EXERCISE DATA -
══════════

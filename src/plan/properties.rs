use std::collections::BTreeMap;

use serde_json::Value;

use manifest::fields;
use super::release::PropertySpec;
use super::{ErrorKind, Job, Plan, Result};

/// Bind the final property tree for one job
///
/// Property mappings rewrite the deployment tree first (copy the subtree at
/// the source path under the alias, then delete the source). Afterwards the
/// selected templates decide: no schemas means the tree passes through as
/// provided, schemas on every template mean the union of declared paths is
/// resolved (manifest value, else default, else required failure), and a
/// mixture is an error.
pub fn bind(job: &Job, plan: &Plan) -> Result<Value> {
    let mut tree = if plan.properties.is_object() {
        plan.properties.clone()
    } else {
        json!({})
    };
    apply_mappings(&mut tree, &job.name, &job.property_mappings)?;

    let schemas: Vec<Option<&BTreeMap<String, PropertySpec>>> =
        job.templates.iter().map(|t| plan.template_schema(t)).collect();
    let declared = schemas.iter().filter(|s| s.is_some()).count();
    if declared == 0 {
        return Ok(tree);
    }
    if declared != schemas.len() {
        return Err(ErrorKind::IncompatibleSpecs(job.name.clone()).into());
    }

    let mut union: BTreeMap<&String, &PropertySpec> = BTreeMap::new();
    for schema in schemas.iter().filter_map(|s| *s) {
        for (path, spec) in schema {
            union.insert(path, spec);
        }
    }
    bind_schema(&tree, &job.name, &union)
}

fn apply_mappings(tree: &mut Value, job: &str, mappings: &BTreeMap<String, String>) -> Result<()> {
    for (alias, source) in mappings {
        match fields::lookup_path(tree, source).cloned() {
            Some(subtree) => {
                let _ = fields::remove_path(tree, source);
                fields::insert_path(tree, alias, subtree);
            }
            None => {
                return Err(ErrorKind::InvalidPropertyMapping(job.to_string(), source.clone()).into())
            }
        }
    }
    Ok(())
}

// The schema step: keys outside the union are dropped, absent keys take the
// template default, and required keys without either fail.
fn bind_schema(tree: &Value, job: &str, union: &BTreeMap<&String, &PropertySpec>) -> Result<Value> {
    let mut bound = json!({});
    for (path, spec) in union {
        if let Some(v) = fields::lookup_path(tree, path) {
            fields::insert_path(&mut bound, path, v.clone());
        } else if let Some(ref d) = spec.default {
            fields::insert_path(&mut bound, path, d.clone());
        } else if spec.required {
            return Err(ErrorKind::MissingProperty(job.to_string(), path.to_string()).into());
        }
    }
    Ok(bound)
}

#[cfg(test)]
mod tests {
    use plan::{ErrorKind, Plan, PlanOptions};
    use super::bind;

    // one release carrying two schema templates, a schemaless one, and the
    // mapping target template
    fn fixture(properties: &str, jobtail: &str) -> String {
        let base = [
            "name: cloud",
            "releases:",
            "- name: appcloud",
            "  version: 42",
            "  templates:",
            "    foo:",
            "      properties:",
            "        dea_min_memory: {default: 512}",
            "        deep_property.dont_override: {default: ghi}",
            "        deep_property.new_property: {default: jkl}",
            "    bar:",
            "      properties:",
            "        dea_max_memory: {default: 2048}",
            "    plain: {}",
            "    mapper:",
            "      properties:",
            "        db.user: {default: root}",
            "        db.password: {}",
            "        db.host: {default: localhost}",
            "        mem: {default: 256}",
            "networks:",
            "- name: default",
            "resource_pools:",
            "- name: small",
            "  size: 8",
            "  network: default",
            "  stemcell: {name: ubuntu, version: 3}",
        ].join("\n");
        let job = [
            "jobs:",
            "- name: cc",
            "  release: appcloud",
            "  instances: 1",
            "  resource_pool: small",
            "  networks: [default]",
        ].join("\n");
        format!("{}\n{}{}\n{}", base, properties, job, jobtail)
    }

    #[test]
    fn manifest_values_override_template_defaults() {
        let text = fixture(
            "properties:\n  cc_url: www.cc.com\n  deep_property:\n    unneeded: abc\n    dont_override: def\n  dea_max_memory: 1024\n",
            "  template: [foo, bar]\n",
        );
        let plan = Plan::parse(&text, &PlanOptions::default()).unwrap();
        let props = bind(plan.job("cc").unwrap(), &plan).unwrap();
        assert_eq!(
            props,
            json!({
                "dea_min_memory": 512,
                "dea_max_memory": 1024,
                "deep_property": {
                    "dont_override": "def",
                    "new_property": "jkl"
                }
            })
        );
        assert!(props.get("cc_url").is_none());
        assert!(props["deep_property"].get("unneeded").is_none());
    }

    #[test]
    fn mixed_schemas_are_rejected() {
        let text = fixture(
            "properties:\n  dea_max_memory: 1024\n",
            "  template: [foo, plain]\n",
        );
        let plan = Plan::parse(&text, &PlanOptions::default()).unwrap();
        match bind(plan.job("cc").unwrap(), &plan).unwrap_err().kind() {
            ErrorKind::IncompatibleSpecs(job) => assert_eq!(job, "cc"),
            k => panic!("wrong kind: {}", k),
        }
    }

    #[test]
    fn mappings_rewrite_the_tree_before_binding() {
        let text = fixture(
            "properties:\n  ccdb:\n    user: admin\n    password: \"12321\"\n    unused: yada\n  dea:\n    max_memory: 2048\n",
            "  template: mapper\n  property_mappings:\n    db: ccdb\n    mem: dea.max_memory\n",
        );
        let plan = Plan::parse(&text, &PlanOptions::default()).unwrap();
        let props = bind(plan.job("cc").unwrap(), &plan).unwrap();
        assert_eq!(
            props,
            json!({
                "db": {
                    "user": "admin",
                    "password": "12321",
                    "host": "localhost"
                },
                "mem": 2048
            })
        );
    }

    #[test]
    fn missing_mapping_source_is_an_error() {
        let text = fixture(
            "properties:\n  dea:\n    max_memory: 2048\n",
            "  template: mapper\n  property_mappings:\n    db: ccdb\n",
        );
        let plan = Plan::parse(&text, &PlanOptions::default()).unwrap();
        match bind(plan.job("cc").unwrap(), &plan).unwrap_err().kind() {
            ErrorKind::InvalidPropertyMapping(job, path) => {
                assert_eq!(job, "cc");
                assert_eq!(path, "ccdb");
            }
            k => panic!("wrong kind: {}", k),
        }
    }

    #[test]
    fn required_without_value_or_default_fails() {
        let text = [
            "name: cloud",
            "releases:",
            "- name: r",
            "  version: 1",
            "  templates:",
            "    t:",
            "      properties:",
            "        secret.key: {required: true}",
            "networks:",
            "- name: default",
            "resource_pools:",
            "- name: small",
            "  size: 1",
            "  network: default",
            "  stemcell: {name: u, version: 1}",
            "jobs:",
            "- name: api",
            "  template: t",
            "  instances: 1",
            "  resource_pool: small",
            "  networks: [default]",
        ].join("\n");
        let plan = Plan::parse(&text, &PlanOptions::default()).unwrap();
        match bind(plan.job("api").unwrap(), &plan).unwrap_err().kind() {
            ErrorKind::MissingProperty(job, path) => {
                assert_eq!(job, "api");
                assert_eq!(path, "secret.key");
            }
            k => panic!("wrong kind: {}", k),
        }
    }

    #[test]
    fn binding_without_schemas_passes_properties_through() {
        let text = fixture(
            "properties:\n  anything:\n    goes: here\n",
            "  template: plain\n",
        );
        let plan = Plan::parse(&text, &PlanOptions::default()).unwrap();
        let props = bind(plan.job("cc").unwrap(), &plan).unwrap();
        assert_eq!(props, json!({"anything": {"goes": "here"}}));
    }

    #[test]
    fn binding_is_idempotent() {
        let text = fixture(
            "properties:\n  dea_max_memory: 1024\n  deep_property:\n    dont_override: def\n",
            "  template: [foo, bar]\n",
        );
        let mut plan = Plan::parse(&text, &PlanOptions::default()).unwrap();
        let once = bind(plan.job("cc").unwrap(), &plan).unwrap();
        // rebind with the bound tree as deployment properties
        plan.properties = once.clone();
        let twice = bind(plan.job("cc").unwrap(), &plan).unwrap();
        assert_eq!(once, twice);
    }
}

══════════

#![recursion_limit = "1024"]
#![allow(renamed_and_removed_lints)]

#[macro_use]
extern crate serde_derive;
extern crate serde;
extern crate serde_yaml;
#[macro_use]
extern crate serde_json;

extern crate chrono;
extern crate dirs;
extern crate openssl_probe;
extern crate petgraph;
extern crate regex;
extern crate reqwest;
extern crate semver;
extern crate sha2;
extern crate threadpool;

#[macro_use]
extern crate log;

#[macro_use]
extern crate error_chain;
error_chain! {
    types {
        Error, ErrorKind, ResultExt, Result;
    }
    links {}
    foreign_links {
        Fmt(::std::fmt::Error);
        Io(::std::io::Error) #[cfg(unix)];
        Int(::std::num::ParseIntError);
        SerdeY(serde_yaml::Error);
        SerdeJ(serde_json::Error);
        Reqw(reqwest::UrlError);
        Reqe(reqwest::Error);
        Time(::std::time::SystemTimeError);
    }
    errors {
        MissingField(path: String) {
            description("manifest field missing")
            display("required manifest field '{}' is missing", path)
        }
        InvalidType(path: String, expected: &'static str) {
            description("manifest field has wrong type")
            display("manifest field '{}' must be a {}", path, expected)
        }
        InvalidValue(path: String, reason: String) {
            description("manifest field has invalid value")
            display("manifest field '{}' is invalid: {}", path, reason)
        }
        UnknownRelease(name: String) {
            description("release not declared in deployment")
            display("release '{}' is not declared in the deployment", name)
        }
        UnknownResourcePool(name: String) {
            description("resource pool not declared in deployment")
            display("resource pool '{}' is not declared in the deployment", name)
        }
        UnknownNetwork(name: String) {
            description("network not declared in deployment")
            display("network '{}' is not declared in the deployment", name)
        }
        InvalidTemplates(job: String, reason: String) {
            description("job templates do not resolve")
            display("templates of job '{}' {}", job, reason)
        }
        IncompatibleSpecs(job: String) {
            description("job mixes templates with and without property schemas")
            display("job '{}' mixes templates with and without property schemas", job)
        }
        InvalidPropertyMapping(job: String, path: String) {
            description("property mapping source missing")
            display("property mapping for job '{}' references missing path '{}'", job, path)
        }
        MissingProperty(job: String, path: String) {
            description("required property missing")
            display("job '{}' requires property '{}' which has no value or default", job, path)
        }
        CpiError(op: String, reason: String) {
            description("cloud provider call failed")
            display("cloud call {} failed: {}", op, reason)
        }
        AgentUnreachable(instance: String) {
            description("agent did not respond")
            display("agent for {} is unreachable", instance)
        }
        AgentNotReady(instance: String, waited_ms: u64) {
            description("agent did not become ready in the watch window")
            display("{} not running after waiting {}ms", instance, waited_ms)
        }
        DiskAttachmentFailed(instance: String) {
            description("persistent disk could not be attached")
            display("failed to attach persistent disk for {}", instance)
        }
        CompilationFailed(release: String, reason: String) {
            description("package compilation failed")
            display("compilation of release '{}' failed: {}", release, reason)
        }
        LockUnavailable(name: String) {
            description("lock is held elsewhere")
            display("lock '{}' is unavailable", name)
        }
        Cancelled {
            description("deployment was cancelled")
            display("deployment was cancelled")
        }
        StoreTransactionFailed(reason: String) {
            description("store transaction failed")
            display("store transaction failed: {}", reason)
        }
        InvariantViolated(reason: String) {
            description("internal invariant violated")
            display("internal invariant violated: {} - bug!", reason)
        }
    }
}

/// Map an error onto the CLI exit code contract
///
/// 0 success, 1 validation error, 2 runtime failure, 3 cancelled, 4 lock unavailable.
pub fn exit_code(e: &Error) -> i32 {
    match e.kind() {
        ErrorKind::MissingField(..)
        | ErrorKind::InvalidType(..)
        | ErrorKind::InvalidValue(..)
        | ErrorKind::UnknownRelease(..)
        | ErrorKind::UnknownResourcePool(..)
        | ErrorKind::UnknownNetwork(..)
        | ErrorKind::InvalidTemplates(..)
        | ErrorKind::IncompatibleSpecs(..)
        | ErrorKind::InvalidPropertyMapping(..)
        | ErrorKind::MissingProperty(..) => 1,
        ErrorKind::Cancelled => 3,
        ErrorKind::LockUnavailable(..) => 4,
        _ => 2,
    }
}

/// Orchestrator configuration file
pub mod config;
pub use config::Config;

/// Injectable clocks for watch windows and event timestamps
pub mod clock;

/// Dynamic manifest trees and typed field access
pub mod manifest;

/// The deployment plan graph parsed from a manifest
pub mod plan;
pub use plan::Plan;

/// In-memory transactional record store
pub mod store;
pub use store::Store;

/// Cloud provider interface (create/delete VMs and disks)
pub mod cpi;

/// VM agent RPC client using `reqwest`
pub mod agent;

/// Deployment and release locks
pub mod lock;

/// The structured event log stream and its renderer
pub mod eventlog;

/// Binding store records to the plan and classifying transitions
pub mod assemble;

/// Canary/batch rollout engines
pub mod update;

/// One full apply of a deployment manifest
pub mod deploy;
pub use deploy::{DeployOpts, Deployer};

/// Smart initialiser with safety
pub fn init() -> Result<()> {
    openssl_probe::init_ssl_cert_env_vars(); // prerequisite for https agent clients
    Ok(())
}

══════════

PROBLEM STATEMENT - From the line containing "pool not declared" down to the line containing "InvalidTemplates(job: String, reason: String)" in the material above, reproduce every line exactly, including the two end lines.

OUTPUT -
            description("resource pool not declared in deployment")
            display("resource pool '{}' is not declared in the deployment", name)
        }
        UnknownNetwork(name: String) {
            description("network not declared in deployment")
            display("network '{}' is not declared in the deployment", name)
        }
        InvalidTemplates(job: String, reason: String) {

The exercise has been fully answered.